Marcelo Pen
Coletânea encanta com histórias além
da imaginação
É um catatau, um
maravilhoso catatau este organizado pelo escritor italiano Italo
Calvino --perfeito, nas noites de inverno que se aproximam, para ser
levado à cama, com o propósito de convocar nossos sonhos mediante as
visões oníricas e de pesadelo imaginadas por 26 autores de diversas
nacionalidades.
O volume inclui
contos de escritores experientes na área do fantástico: E. T. A.
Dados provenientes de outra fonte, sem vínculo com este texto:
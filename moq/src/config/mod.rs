use moq_config::prelude::ParsedUserConfig;
use moq_router::{Router, RouterBuilder};

mod cli;
mod logging;

pub use cli::{Opts, SubCommands};
pub use logging::*;

pub fn build_router(container: &ParsedUserConfig) -> Result<Router, anyhow::Error> {
    let mut router_builder = RouterBuilder::new();
    for route_config in &container.routes {
        router_builder.load_config(route_config);
    }

    let router = router_builder
        .base_path(&container.root.server.base_path)
        .numeric_strings(container.root.responses.numeric_strings)
        .build()?;

    Ok(router)
}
Hoffmann, Gérard de Nerval, Edgard Allan Poe, Guy de Maupassant,
Henry James, Robert Louis Stevenson e H. G. Wells.
Mas há os poucos
afeitos às paragens sobrenaturais, como Honoré de Balzac e Ivan
Turguêniev; e figuras menos conhecidas, como Philarète Chasles,
escritor bibliotecário, precursor de Borges nesse duplo mister; e
Jean Lorrain, homossexual e viciado em éter. Ou ainda autores
famosos nos oitocentos, mas de influência minguante, como o irlandês
Joseph Sheridan Le Fanu, perito em histórias de fantasmas.
Calvino crava as
origens do gênero fantástico no gótico inglês e no romantismo
alemão. Baseia-se no corte de Tzvetan Todorov, entre fantástico e
maravilhoso: no primeiro, haveria um grau de espanto diante do fato
extraordinário, enquanto, no segundo (como em "As Mil e Uma
Noites"), o incomum seria aceito com maior naturalidade. Descontado
o esquematismo desnecessário para justificar a seleção (já que
muitas histórias apresentadas poderiam ser descritas como
"maravilhosas", enquanto outras, de períodos anteriores não
contemplados, prenunciam o "fantástico"), a reunião é excelente.
O grotesco, por
exemplo, manifesta-se na "História do Demoníaco Pacheco", de Jan
Potocki, na qual o herói se deita com a madrasta e a cunhada, e
acorda ao lado de cadáveres de enforcados. A indistinção entre sonho
e realidade está em "O Sonho", de Turguêniev, com sua impressionante
cena de estupro velado, e em "Os Buracos da Máscara", de Lorrain,
sobre um baile --literalmente-- alucinante.
O tema do duplo
comparece em "A Sombra", de Hans Christian Andersen, sobre uma
sombra que se aparta de seu "dono", passando a levar vida
independente. E os russos Nikolai Gógol, com "O Nariz", e Nikolai
Leskov, com "O Espanta-Diabo", comprovam que o fantástico também
pode ser engraçado.
Calvino dividiu o
volume em dois. Na primeira parte, estão os contos cujo aspecto
visualmente espetacular sobressai; na seguinte, o terror reveste-se
de uma tonalidade mais íntima ou abstrata. A primeira vertente
exerceu maior influência no início do século 19, enquanto a outra
destacou-se no final dos oitocentos, "atingindo o ápice na
intangibilidade imaterial de Henry James".
A literatura
fantástica fundamenta-se "no problema da realidade daquilo que se
vê": o corriqueiro que oculta abismos aterrorizantes e visões
macabras geradas pelo estado de espírito. Não por acaso, Calvino
encerra a coletânea com "Em Terra de Cego", de Wells, no qual um
explorador passa por maus bocados ao tentar provar a superioridade
do sentido da visão numa vila composta inteiramente de cegos.